Uma segunda, para dizer que não percebemos onde se pode verificar, na actual composição da Assembleia da República, uma correlação de forças favorável à revisão progressista da Lei. Fazer as contas na base da correlação de forças que permitiu a solução política que foi encontrada após as eleições legislativas, não nos parece nada provável. Atente-se nas movimentações que já se iniciaram no sentido de um possível acordo entre PSD e PS.

Terceira nota, aberto o processo o PCP não deixará de intervir de forma autónoma e determinada.

Camaradas

Outros camaradas vão debruçar-se sobre vários aspectos concretos da política de saúde, sobre as nossas propostas, mas há uma questão relativamente à qual quero partilhar a minha reflexão na base de uma experiência de mais de 15 anos com a responsabilidade desta tarefa no Partido. Estou a referir-me à organização e intervenção partidária neste sector.
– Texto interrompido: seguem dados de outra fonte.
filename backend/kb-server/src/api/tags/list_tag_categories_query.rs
use serde::Deserialize;

#[derive(Debug, Deserialize)]
pub struct ListTagCategoriesQuery {
    #[serde(rename = "projectId")]
    pub project_id: String,
}
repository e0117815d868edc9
use crate::ProjectDto;

use serde::Serialize;

#[derive(Debug, Serialize)]
pub struct ProjectResponse {
    pub project: ProjectDto,
}
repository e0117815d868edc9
#![allow(dead_code)]

use kb_core::{Board, Column, Position, Priority, Project, Tag, TagCategory, Task};
use kb_db::{
    BoardRepository, ColumnRepository, ProjectRepository, TagCategoryRepository, TagRepository,
    TaskRepository,
};

use chrono::NaiveDate;
use sqlx::SqlitePool;
use uuid::Uuid;

pub struct SeededBoard {
    pub project: Project,
    pub board: Board,
    pub columns: Vec<Column>,
}

pub fn pos(value: f64) -> Position {
    Position::new(value).unwrap()
}

pub fn date(y: i32, m: u32, d: u32) -> NaiveDate {
    NaiveDate::from_ymd_opt(y, m, d).unwrap()
}

/// A project with a default board holding columns at 1000, 2000, 3000, ...
pub async fn seed_board(pool: &SqlitePool, column_count: usize) -> SeededBoard {
    let project = Project::new("Test Project".to_string());
    ProjectRepository::create(pool, &project).await.unwrap();

    let board = Board::new_default(project.id, "Main".to_string());
    BoardRepository::create(pool, &board).await.unwrap();

    let mut columns = Vec::new();
    for i in 0..column_count {
        let column = Column::new(
            board.id,
            format!("Column {}", i + 1),
            pos((i as f64 + 1.0) * 1000.0),
        );
        ColumnRepository::create(pool, &column).await.unwrap();
        columns.push(column);
    }

    SeededBoard {
        project,
        board,
        columns,
    }
}

pub fn build_task(seed: &SeededBoard, column: &Column, title: &str, position: f64) -> Task {
    Task::new(
        seed.project.id,
        seed.board.id,
        column.id,
        title.to_string(),
        pos(position),
    )
}

pub async fn insert_task(
    pool: &SqlitePool,
    seed: &SeededBoard,
    column: &Column,
    title: &str,
    position: f64,
) -> Task {
    let task = build_task(seed, column, title, position);
    TaskRepository::create(pool, &task).await.unwrap();
    task
}

pub async fn insert_task_with(pool: &SqlitePool, task: &Task) {
    TaskRepository::create(pool, task).await.unwrap();
    for tag_id in &task.tags {
        TaskRepository::add_tag(pool, task.id, *tag_id).await.unwrap();
    }
}

pub async fn seed_tags(
    pool: &SqlitePool,
    project_id: Uuid,
    names: &[&str],
) -> (TagCategory, Vec<Tag>) {
    let category = TagCategory::new(project_id, "Area".to_string(), 0);
    TagCategoryRepository::create(pool, &category).await.unwrap();

    let mut tags = Vec::new();
    for name in names {
        let tag = Tag::new(project_id, category.id, name.to_string());
        TagRepository::create(pool, &tag).await.unwrap();
        tags.push(tag);
    }

    (category, tags)
}

pub fn with_priority(mut task: Task, priority: i64) -> Task {
    task.priority = Priority::new(priority).unwrap();
    task
}
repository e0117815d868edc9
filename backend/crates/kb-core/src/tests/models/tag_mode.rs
use crate::TagMode;

use std::str::FromStr;

#[test]
fn test_tag_mode_as_str() {
    assert_eq!(TagMode::And.as_str(), "and");
    assert_eq!(TagMode::Or.as_str(), "or");
}

#[test]
fn test_tag_mode_from_str() {
    assert_eq!(TagMode::from_str("and").unwrap(), TagMode::And);
    assert_eq!(TagMode::from_str("OR").unwrap(), TagMode::Or);
    assert!(TagMode::from_str("xor").is_err());
}

#[test]
fn test_tag_mode_default_is_or() {
    assert_eq!(TagMode::default(), TagMode::Or);
}
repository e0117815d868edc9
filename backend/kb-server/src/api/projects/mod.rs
pub mod create_project_request;
pub mod project_dto;
pub mod project_list_response;
pub mod project_response;
pub mod projects;
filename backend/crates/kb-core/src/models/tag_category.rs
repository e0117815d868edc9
use serde::{Deserialize, Serialize};
use uuid::Uuid;

/// Groups tags in filter UIs. Has no effect on filtering itself.
#[derive(Debug, Clone, PartialEq, Eq, Serialize, Deserialize)]
pub struct TagCategory {
    pub id: Uuid,
    pub project_id: Uuid,
    pub name: String,
    pub color: Option<String>,
    pub position: i64,
}

impl TagCategory {
    pub fn new(project_id: Uuid, name: String, position: i64) -> Self {
        Self {
            id: Uuid::new_v4(),
            project_id,
            name,
            color: None,
            position,
        }
    }
}
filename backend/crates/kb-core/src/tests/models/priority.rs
use crate::Priority;

use std::str::FromStr;

use googletest::prelude::*;

#[test]
fn given_values_in_range_when_created_then_ok() {
    for value in 0..=4 {
        assert_that!(Priority::new(value), ok(anything()));
    }
}

#[test]
fn given_values_out_of_range_when_created_then_invalid_priority() {
    assert_that!(Priority::new(-1), err(anything()));
    assert_that!(Priority::new(5), err(anything()));
}

#[test]
fn given_text_when_parsed_then_priority() {
    assert_that!(Priority::from_str(" 3 ").unwrap().value(), eq(3));
    assert_that!(Priority::from_str("high"), err(anything()));
}

#[test]
fn given_default_priority_then_zero() {
    assert_that!(Priority::default().value(), eq(0));
}
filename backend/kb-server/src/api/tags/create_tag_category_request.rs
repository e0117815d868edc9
use serde::Deserialize;

#[derive(Debug, Deserialize)]
pub struct CreateTagCategoryRequest {
    pub project_id: String,
    pub name: String,
    #[serde(default)]
    pub color: Option<String>,
    /// Listed after the existing categories when absent
    #[serde(default)]
    pub position: Option<i64>,
}
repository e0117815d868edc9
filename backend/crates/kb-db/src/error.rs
use kb_core::ErrorLocation;

use std::panic::Location;

use thiserror::Error;

#[derive(Error, Debug)]
pub enum DbError {
    #[error("SQLx error: {source} {location}")]
    Sqlx {
        source: sqlx::Error,
        location: ErrorLocation,
    },

    #[error("Migration error: {message} {location}")]
    Migration {
        message: String,
        location: ErrorLocation,
    },

    #[error("Database initialization failed: {message} {location}")]
    Initialization {
        message: String,
        location: ErrorLocation,
    },

    /// A stored row could not be turned back into a domain value
    #[error("Invalid row in {table}: {message} {location}")]
    Decode {
        table: &'static str,
        message: String,
        location: ErrorLocation,
    },

    #[error("{entity} {id} not found {location}")]
    NotFound {
        entity: &'static str,
        id: String,
        location: ErrorLocation,
    },
}

impl DbError {
    #[track_caller]
    pub(crate) fn decode(table: &'static str, message: impl Into<String>) -> Self {
        Self::Decode {
            table,
            message: message.into(),
            location: ErrorLocation::from(Location::caller()),
        }
    }

    #[track_caller]
    pub(crate) fn not_found(entity: &'static str, id: impl ToString) -> Self {
        Self::NotFound {
            entity,
            id: id.to_string(),
            location: ErrorLocation::from(Location::caller()),
        }
    }

    pub fn is_not_found(&self) -> bool {
        matches!(self, Self::NotFound { .. })
            || matches!(
                self,
                Self::Sqlx {
                    source: sqlx::Error::RowNotFound,
                    ..
                }
            )
    }
}

impl From<sqlx::Error> for DbError {
    #[track_caller]
    fn from(source: sqlx::Error) -> Self {
        Self::Sqlx {
            source,
            location: ErrorLocation::from(Location::caller()),
        }
    }
}

pub type Result<T> = std::result::Result<T, DbError>;
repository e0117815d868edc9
use crate::Position;

use googletest::prelude::*;

#[test]
fn given_nan_when_creating_position_then_rejected() {
    assert_that!(Position::new(f64::NAN), err(anything()));
    assert_that!(Position::new(f64::INFINITY), err(anything()));
}

#[test]
fn given_negative_zero_when_compared_then_equals_zero() {
    let a = Position::new(-0.0).unwrap();
    let b = Position::new(0.0).unwrap();
    assert_that!(a, eq(b));
}

#[test]
fn given_out_of_range_value_when_sanitized_then_clamped_to_limit() {
    let high = Position::sanitize(5e15, 1e12).unwrap();
    let low = Position::sanitize(-5e15, 1e12).unwrap();

    assert_that!(high.value(), eq(1e12));
    assert_that!(low.value(), eq(-1e12));
}

#[test]
fn given_positions_when_sorted_then_ascending() {
    let mut keys = vec![
        Position::new(3.0).unwrap(),
        Position::new(-1.5).unwrap(),
        Position::new(2.25).unwrap(),
    ];
    keys.sort();
    let values: Vec<f64> = keys.iter().map(|p| p.value()).collect();
    assert_that!(values, eq(&vec![-1.5, 2.25, 3.0]));
}

#[test]
fn given_finite_f64_when_converted_then_position() {
    let position = Position::try_from(999.5).unwrap();
    assert_that!(f64::from(position), eq(999.5));
}
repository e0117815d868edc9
pub mod ordered_collection;
pub mod position_allocator;
pub mod positioned;
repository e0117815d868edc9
use crate::Position;

use uuid::Uuid;

/// An entity ordered by a [`Position`] inside a parent scope
/// (a board for columns, a column for tasks).
pub trait Positioned {
    fn id(&self) -> Uuid;

    fn scope_id(&self) -> Uuid;

    fn position(&self) -> Position;

    /// Last-modified marker used in content signatures
    fn modified_marker(&self) -> i64;

    /// Assign a new scope and key
    fn place(&mut self, scope_id: Uuid, position: Position);
}
use crate::repositories::{row_decode, task_filter_sql};
use crate::{DbError, Result as DbErrorResult};

use kb_core::{Position, Task, TaskFilter, TaskScope};

use chrono::{DateTime, Utc};
use log::{debug, info};
use sqlx::{QueryBuilder, Sqlite, SqlitePool};
use uuid::Uuid;

const TABLE: &str = "tasks";

/// Tag ids travel with each task as one comma-joined column
const SELECT_TASK: &str = r#"
    SELECT
        t.id, t.project_id, t.board_id, t.column_id, t.title, t.description,
        t.assignee_id, t.priority, t.position, t.start_date, t.due_date,
        t.created_at, t.updated_at, t.archived_at,
        (SELECT group_concat(tt.tag_id) FROM task_tags tt WHERE tt.task_id = t.id) AS tag_ids
    FROM tasks t
"#;

const ORDER_BY_POSITION: &str = " ORDER BY t.position ASC, t.id ASC";

#[derive(sqlx::FromRow)]
struct TaskRow {
    id: String,
    project_id: String,
    board_id: String,
    column_id: String,
    title: String,
    description: Option<String>,
    assignee_id: Option<String>,
    priority: i64,
    position: f64,
    start_date: Option<String>,
    due_date: Option<String>,
    created_at: i64,
    updated_at: i64,
    archived_at: Option<i64>,
    tag_ids: Option<String>,
}

impl TryFrom<TaskRow> for Task {
    type Error = DbError;

    fn try_from(row: TaskRow) -> DbErrorResult<Self> {
        Ok(Task {
            id: row_decode::uuid(TABLE, "id", &row.id)?,
            project_id: row_decode::uuid(TABLE, "project_id", &row.project_id)?,
            board_id: row_decode::uuid(TABLE, "board_id", &row.board_id)?,
            column_id: row_decode::uuid(TABLE, "column_id", &row.column_id)?,
            title: row.title,
            description: row.description,
            priority: row_decode::priority(TABLE, row.priority)?,
            position: row_decode::position(TABLE, row.position)?,
            assignee_id: row_decode::optional_uuid(
                TABLE,
                "assignee_id",
                row.assignee_id.as_deref(),
            )?,
            start_date: row_decode::date(TABLE, row.start_date.as_deref())?,
            due_date: row_decode::date(TABLE, row.due_date.as_deref())?,
            tags: row_decode::uuid_list(TABLE, "tag_ids", row.tag_ids.as_deref())?
                .into_iter()
                .collect(),
            created_at: row_decode::timestamp(TABLE, "created_at", row.created_at)?,
            updated_at: row_decode::timestamp(TABLE, "updated_at", row.updated_at)?,
            archived_at: row
                .archived_at
                .map(|ms| row_decode::timestamp(TABLE, "archived_at", ms))
                .transpose()?,
        })
    }
}

fn date_text(date: Option<chrono::NaiveDate>) -> Option<String> {
    date.map(|d| d.format("%Y-%m-%d").to_string())
}

pub struct TaskRepository;

impl TaskRepository {
    /// Inserts the task row; tag links are added with [`add_tag`](Self::add_tag)
    pub async fn create<'e, E>(executor: E, task: &Task) -> DbErrorResult<()>
    where
        E: sqlx::Executor<'e, Database = sqlx::Sqlite>,
    {
        sqlx::query(
            r#"
                INSERT INTO tasks (
                    id, project_id, board_id, column_id, title, description,
                    assignee_id, priority, position, start_date, due_date,
                    created_at, updated_at, archived_at
                ) VALUES (?, ?, ?, ?, ?, ?, ?, ?, ?, ?, ?, ?, ?, ?)
            "#,
        )
        .bind(task.id.to_string())
        .bind(task.project_id.to_string())
        .bind(task.board_id.to_string())
        .bind(task.column_id.to_string())
        .bind(&task.title)
        .bind(&task.description)
        .bind(task.assignee_id.map(|id| id.to_string()))
        .bind(i64::from(task.priority.value()))
        .bind(task.position.value())
        .bind(date_text(task.start_date))
        .bind(date_text(task.due_date))
        .bind(task.created_at.timestamp_millis())
        .bind(task.updated_at.timestamp_millis())
        .bind(task.archived_at.map(|dt| dt.timestamp_millis()))
        .execute(executor)
        .await?;

        Ok(())
    }

    /// Finds archived tasks too
    pub async fn find_by_id<'e, E>(executor: E, id: Uuid) -> DbErrorResult<Option<Task>>
    where
        E: sqlx::Executor<'e, Database = sqlx::Sqlite>,
    {
        sqlx::query_as::<_, TaskRow>(&format!("{} WHERE t.id = ?", SELECT_TASK))
            .bind(id.to_string())
            .fetch_optional(executor)
            .await?
            .map(Task::try_from)
            .transpose()
    }

    /// Active tasks of one column in display order
    pub async fn find_by_column<'e, E>(executor: E, column_id: Uuid) -> DbErrorResult<Vec<Task>>
    where
        E: sqlx::Executor<'e, Database = sqlx::Sqlite>,
    {
        Self::find_filtered(executor, &TaskScope::column(column_id), &TaskFilter::default()).await
    }

    /// Active tasks of a whole board, ordered by key within the board
    pub async fn find_by_board<'e, E>(executor: E, board_id: Uuid) -> DbErrorResult<Vec<Task>>
    where
        E: sqlx::Executor<'e, Database = sqlx::Sqlite>,
    {
        Self::find_filtered(executor, &TaskScope::board(board_id), &TaskFilter::default()).await
    }

    /// Active tasks in `scope` that satisfy `filter`, ordered by key then id
    pub async fn find_filtered<'e, E>(
        executor: E,
        scope: &TaskScope,
        filter: &TaskFilter,
    ) -> DbErrorResult<Vec<Task>>
    where
        E: sqlx::Executor<'e, Database = sqlx::Sqlite>,
    {
        let clauses = filter.clauses();
        let mut builder = QueryBuilder::<Sqlite>::new(SELECT_TASK);
        task_filter_sql::push_conditions(&mut builder, scope, &clauses);
        builder.push(ORDER_BY_POSITION);

        debug!(
            "Listing tasks for {:?} with {} filter clauses",
            scope,
            clauses.len()
        );

        builder
            .build_query_as::<TaskRow>()
            .fetch_all(executor)
            .await?
            .into_iter()
            .map(Task::try_from)
            .collect()
    }

    pub async fn count_filtered<'e, E>(
        executor: E,
        scope: &TaskScope,
        filter: &TaskFilter,
    ) -> DbErrorResult<i64>
    where
        E: sqlx::Executor<'e, Database = sqlx::Sqlite>,
    {
        let clauses = filter.clauses();
        let mut builder = QueryBuilder::<Sqlite>::new("SELECT COUNT(*) FROM tasks t");
        task_filter_sql::push_conditions(&mut builder, scope, &clauses);

        let count = builder
            .build_query_scalar::<i64>()
            .fetch_one(executor)
            .await?;

        Ok(count)
    }

    /// Highest key among active tasks of a column, used to append new tasks
    pub async fn max_position<'e, E>(
        executor: E,
        column_id: Uuid,
    ) -> DbErrorResult<Option<Position>>
    where
        E: sqlx::Executor<'e, Database = sqlx::Sqlite>,
    {
        let max: Option<f64> = sqlx::query_scalar(
            "SELECT MAX(position) FROM tasks WHERE column_id = ? AND archived_at IS NULL",
        )
        .bind(column_id.to_string())
        .fetch_one(executor)
        .await?;

        max.map(|value| row_decode::position(TABLE, value)).transpose()
    }

    /// Persist every editable field. Returns false when the task is gone.
    pub async fn update<'e, E>(executor: E, task: &Task) -> DbErrorResult<bool>
    where
        E: sqlx::Executor<'e, Database = sqlx::Sqlite>,
    {
        let result = sqlx::query(
            r#"
                UPDATE tasks
                SET column_id = ?, title = ?, description = ?, assignee_id = ?,
                    priority = ?, position = ?, start_date = ?, due_date = ?,
                    updated_at = ?, archived_at = ?
                WHERE id = ?
            "#,
        )
        .bind(task.column_id.to_string())
        .bind(&task.title)
        .bind(&task.description)
        .bind(task.assignee_id.map(|id| id.to_string()))
        .bind(i64::from(task.priority.value()))
        .bind(task.position.value())
        .bind(date_text(task.start_date))
        .bind(date_text(task.due_date))
        .bind(task.updated_at.timestamp_millis())
        .bind(task.archived_at.map(|dt| dt.timestamp_millis()))
        .bind(task.id.to_string())
        .execute(executor)
        .await?;

        Ok(result.rows_affected() > 0)
    }

    pub async fn delete<'e, E>(executor: E, id: Uuid) -> DbErrorResult<bool>
    where
        E: sqlx::Executor<'e, Database = sqlx::Sqlite>,
    {
        let result = sqlx::query("DELETE FROM tasks WHERE id = ?")
            .bind(id.to_string())
            .execute(executor)
            .await?;

        Ok(result.rows_affected() > 0)
    }

    /// Set column and key of one task and return the stored record
    pub async fn move_to(
        pool: &SqlitePool,
        id: Uuid,
        column_id: Uuid,
        position: Position,
        updated_at: DateTime<Utc>,
    ) -> DbErrorResult<Task> {
        let mut tx = pool.begin().await?;

        let result = sqlx::query(
            "UPDATE tasks SET column_id = ?, position = ?, updated_at = ? WHERE id = ?",
        )
        .bind(column_id.to_string())
        .bind(position.value())
        .bind(updated_at.timestamp_millis())
        .bind(id.to_string())
        .execute(&mut *tx)
        .await?;

        if result.rows_affected() == 0 {
            return Err(DbError::not_found("Task", id));
        }

        let task = Self::find_by_id(&mut *tx, id)
            .await?
            .ok_or_else(|| DbError::not_found("Task", id))?;

        tx.commit().await?;

        debug!("Task {} moved to column {} at {}", id, column_id, position);
        Ok(task)
    }

    /// Write fresh keys for a whole column in one transaction. Every listed
    /// task lands in `column_id`; a task of another board fails the whole
    /// renumbering as not found.
    pub async fn renumber(
        pool: &SqlitePool,
        column_id: Uuid,
        positions: &[(Uuid, Position)],
        updated_at: DateTime<Utc>,
    ) -> DbErrorResult<Vec<Task>> {
        let mut tx = pool.begin().await?;

        for (id, position) in positions {
            let result = sqlx::query(
                r#"
                UPDATE tasks SET column_id = ?, position = ?, updated_at = ?
                WHERE id = ?
                  AND board_id = (SELECT board_id FROM board_columns WHERE id = ?)
                "#,
            )
            .bind(column_id.to_string())
            .bind(position.value())
            .bind(updated_at.timestamp_millis())
            .bind(id.to_string())
            .bind(column_id.to_string())
            .execute(&mut *tx)
            .await?;

            if result.rows_affected() == 0 {
                return Err(DbError::not_found("Task", id));
            }
        }

        let tasks = Self::find_by_column(&mut *tx, column_id).await?;
        tx.commit().await?;

        info!("Renumbered {} tasks in column {}", positions.len(), column_id);
        Ok(tasks)
    }

    /// Link a tag. Returns false when the link already existed.
    pub async fn add_tag<'e, E>(executor: E, task_id: Uuid, tag_id: Uuid) -> DbErrorResult<bool>
    where
        E: sqlx::Executor<'e, Database = sqlx::Sqlite>,
    {
        let result = sqlx::query("INSERT OR IGNORE INTO task_tags (task_id, tag_id) VALUES (?, ?)")
            .bind(task_id.to_string())
            .bind(tag_id.to_string())
            .execute(executor)
            .await?;

        Ok(result.rows_affected() > 0)
    }

    /// Unlink a tag. Returns false when there was no link.
    pub async fn remove_tag<'e, E>(
        executor: E,
        task_id: Uuid,
        tag_id: Uuid,
    ) -> DbErrorResult<bool>
    where
        E: sqlx::Executor<'e, Database = sqlx::Sqlite>,
    {
        let result = sqlx::query("DELETE FROM task_tags WHERE task_id = ? AND tag_id = ?")
            .bind(task_id.to_string())
            .bind(tag_id.to_string())
            .execute(executor)
            .await?;

        Ok(result.rows_affected() > 0)
    }
}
A saúde apesar de ser uma matéria muito específica, ela é do interesse de todos os portugueses, pelo que o Partido no seu todo deve estar preparado para intervir sobre a saúde a todos os níveis da sua organização. Este é um sector que não pode ser entendido como algo que diz respeito apenas aos profissionais de saúde pelo que o acompanhamento desta frente de trabalho deve estar associado ao trabalho regular das Organizações Regionais e Concelhias do Partido. Naturalmente que o nível de organização e intervenção não pode estar desligado da organização e os meios que temos que temos em cada região.

É na organização dos profissionais que devemos concentrar uma parte importante dos nossos esforços, sendo que esta é uma questão onde nos últimos anos mostrámos dificuldades significativas que importa ultrapassar.

Para que o Partido possa intervir junto dos trabalhadores da saúde é fundamental ter camaradas organizados a partir dos locais de trabalho, que conheçam a realidade da unidade de saúde onde têm a sua actividade, que conheçam as preocupações e aspirações dos trabalhadores, que contribuam para o reforço das organizações representativas dos trabalhadores, que contribuam para o esclarecimento e mobilização dos trabalhadores para as lutas em defesa do seus direitos

Organizar melhor significa estruturar o Partido, atribuir responsabilidades de direcção, renovar e rejuvenescer os organismos, recrutar mais trabalhadores para o Partido, pelo que a linha de trabalho decidida na última reunião do CC do Partido de contactar 5000 trabalhadores no plano nacional em todos os sectores, é um instrumento fundamental para concretizar este objectivo.

E para que as conclusões do nosso Encontro cheguem a muitos milhares de portugueses, estamos em condições de anunciar que estão criadas as condições, incluindo os grandes meios de propaganda para concretizar-mos uma campanha em defesa do Serviço Nacional de Saúde, no mês de Maio.

Bom encontro boas conclusões, são os meus votos.